## Your objective
Your response should contain each line of the data that includes "write".

## Data to use
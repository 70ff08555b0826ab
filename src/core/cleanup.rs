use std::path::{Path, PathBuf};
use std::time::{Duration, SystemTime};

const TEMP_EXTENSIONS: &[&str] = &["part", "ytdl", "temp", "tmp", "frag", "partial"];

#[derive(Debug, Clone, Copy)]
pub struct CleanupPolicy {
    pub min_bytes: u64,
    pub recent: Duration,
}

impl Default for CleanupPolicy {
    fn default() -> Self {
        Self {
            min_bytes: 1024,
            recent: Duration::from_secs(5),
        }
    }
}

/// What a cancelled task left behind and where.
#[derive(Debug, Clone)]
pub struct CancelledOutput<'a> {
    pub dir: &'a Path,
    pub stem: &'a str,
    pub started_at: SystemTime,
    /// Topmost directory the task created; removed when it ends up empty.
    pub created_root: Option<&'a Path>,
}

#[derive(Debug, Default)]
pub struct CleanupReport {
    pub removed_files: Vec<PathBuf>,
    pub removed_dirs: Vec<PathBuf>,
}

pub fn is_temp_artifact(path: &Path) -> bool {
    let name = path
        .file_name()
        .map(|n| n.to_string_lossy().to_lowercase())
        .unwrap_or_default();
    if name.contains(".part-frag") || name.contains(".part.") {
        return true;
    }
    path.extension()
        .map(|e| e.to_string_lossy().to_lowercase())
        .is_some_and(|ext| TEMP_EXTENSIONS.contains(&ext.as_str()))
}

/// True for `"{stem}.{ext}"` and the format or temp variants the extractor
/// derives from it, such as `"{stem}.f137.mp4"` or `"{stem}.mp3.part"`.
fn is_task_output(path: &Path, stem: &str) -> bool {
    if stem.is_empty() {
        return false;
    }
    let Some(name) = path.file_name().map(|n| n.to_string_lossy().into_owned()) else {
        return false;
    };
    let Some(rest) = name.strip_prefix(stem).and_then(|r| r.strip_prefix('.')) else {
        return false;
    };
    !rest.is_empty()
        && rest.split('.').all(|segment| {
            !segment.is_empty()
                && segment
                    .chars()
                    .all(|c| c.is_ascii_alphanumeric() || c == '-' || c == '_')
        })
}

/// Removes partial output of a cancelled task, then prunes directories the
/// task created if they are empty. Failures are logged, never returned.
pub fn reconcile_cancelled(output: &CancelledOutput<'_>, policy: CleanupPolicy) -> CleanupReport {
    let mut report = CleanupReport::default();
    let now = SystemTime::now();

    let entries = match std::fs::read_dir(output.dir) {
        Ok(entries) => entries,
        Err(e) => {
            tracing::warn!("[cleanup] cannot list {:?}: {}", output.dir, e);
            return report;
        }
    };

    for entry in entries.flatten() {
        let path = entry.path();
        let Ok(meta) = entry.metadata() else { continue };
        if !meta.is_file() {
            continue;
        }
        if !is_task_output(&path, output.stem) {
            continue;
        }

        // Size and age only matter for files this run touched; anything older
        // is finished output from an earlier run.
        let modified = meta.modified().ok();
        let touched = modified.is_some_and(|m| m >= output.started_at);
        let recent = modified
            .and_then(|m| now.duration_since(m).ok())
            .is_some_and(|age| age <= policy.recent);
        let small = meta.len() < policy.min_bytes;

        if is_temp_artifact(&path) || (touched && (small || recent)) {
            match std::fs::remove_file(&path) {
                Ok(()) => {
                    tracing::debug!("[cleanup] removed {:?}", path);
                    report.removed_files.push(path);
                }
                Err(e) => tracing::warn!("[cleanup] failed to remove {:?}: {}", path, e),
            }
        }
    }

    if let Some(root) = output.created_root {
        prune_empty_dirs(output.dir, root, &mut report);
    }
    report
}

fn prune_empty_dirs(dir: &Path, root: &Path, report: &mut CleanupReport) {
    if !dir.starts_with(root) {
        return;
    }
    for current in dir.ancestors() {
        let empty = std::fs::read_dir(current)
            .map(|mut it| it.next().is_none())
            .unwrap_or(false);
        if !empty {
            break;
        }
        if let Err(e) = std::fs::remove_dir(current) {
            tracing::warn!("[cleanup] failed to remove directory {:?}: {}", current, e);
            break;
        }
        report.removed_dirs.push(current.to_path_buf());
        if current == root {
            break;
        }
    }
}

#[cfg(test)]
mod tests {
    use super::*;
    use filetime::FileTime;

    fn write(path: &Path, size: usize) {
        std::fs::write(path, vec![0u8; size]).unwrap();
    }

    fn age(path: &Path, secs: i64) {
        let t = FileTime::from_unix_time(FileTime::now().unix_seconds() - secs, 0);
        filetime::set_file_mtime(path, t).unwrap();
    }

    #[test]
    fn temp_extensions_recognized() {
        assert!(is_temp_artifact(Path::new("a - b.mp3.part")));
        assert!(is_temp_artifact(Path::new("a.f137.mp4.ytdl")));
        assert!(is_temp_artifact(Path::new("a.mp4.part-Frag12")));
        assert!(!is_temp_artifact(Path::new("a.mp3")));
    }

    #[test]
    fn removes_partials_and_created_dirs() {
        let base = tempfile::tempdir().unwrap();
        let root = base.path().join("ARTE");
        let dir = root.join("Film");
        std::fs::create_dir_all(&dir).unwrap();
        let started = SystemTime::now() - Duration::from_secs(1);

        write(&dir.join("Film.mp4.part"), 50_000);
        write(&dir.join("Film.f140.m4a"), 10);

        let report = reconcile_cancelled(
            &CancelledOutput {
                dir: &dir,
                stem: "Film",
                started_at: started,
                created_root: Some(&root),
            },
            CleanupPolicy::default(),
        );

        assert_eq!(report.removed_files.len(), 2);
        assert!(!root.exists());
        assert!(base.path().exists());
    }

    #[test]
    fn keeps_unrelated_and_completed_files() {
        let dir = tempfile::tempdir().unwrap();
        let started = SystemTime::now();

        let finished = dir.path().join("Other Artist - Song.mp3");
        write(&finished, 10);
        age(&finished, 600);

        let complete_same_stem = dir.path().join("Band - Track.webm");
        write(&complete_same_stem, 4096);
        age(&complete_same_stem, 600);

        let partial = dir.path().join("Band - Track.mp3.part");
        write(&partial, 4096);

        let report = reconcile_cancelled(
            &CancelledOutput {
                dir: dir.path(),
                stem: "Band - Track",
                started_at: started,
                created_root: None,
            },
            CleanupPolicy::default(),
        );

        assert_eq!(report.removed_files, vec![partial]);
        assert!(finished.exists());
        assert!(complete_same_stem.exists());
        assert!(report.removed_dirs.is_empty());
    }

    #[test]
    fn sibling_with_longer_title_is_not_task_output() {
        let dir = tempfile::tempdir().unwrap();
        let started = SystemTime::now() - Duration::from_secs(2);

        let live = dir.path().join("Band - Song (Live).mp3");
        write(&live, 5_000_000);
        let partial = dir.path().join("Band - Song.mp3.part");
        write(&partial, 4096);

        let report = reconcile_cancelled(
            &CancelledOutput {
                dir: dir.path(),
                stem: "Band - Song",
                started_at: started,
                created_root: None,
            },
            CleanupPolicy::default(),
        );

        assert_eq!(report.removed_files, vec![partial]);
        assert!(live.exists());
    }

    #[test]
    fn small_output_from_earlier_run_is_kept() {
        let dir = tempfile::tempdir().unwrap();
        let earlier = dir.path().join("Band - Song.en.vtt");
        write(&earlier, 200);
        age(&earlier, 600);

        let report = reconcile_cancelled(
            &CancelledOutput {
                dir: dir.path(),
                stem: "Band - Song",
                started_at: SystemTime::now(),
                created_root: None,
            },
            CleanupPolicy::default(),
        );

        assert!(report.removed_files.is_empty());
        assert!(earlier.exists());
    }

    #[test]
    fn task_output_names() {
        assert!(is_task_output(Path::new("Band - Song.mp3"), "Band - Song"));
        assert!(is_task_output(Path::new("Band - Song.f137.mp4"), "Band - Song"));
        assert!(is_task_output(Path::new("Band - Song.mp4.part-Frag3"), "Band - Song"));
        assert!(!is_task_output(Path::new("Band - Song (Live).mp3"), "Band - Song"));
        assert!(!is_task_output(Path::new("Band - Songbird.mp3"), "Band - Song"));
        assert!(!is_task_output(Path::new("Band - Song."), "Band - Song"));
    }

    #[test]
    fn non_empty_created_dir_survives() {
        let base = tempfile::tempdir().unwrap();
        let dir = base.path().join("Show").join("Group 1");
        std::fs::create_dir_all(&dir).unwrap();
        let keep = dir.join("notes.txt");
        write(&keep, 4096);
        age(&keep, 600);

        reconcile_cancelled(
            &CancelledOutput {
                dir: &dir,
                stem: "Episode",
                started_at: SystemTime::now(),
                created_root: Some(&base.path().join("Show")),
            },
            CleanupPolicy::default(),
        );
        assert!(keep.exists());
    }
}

---

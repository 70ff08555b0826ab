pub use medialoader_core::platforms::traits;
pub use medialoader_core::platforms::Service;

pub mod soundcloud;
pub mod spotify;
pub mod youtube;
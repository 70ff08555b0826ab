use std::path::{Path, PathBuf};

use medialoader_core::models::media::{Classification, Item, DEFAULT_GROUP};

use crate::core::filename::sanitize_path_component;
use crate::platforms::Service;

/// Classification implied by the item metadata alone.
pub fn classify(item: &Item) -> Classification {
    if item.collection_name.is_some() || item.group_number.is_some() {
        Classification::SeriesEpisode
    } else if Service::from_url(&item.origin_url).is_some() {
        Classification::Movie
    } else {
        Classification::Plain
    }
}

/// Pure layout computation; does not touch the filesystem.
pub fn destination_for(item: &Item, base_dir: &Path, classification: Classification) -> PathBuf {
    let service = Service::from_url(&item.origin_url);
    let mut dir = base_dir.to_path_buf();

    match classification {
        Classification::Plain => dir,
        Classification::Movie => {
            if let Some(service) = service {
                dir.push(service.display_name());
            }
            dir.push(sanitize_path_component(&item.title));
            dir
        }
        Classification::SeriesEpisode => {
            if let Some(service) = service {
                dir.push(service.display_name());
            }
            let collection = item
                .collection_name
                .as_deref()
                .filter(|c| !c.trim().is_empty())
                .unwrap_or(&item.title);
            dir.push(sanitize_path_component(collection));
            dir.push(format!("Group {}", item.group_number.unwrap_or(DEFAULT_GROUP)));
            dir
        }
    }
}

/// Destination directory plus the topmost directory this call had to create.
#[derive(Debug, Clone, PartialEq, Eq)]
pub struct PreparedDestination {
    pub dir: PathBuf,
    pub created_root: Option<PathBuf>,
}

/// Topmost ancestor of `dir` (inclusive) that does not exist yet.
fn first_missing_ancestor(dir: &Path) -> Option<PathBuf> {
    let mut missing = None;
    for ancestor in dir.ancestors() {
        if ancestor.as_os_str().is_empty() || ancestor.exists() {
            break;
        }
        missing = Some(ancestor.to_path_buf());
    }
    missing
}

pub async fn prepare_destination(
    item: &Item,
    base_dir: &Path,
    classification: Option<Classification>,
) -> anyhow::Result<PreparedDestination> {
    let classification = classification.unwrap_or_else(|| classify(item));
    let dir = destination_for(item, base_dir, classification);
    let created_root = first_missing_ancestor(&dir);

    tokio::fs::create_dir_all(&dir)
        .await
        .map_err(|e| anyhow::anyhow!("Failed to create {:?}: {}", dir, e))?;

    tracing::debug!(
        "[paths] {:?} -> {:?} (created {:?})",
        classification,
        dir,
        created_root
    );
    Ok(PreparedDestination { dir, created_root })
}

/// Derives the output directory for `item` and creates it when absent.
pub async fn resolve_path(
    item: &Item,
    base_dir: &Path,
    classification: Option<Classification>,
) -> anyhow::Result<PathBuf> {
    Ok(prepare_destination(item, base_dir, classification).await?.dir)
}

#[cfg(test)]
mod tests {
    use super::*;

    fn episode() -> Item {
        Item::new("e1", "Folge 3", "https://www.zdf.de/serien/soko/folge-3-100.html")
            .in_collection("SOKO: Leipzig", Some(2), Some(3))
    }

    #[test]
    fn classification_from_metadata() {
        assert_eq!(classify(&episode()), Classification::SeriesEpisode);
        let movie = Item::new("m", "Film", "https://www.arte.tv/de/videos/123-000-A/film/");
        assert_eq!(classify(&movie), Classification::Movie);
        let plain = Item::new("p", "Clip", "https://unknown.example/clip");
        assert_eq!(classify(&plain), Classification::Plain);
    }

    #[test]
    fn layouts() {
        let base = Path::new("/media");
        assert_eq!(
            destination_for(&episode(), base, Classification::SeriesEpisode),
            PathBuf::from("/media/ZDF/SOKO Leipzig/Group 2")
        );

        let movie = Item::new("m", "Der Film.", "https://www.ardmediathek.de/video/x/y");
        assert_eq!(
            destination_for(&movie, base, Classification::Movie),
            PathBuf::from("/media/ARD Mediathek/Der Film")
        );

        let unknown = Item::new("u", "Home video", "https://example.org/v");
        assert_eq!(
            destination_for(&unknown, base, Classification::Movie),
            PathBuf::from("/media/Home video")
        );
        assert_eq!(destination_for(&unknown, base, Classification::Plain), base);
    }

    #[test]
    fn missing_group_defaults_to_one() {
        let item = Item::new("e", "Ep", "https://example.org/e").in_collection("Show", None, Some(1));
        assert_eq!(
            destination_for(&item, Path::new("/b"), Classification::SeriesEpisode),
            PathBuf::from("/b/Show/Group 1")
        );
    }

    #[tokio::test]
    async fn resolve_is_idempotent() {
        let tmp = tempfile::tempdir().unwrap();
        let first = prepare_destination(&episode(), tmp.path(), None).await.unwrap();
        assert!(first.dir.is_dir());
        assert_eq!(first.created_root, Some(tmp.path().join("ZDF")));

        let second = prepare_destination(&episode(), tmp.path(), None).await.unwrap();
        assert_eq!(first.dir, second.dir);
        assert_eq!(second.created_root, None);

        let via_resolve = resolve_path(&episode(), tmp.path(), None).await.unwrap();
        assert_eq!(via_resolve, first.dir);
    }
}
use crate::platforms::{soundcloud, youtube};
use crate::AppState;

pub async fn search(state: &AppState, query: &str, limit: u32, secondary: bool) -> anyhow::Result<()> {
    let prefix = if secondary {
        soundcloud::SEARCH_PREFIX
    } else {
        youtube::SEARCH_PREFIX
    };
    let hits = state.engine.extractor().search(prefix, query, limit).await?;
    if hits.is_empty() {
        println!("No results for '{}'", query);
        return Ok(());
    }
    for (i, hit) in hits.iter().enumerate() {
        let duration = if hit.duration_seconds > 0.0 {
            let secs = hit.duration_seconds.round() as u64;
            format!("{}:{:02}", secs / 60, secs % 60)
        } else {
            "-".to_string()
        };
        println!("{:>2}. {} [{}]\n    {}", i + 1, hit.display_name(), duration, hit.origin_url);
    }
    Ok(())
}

## Solution to this exercise
    fn write(path: &Path, size: usize) {
        std::fs::write(path, vec![0u8; size]).unwrap();
        write(&dir.join("Film.mp4.part"), 50_000);
        write(&dir.join("Film.f140.m4a"), 10);
        write(&finished, 10);
        write(&complete_same_stem, 4096);
        write(&partial, 4096);
        write(&live, 5_000_000);
        write(&partial, 4096);
        write(&earlier, 200);
        write(&keep, 4096);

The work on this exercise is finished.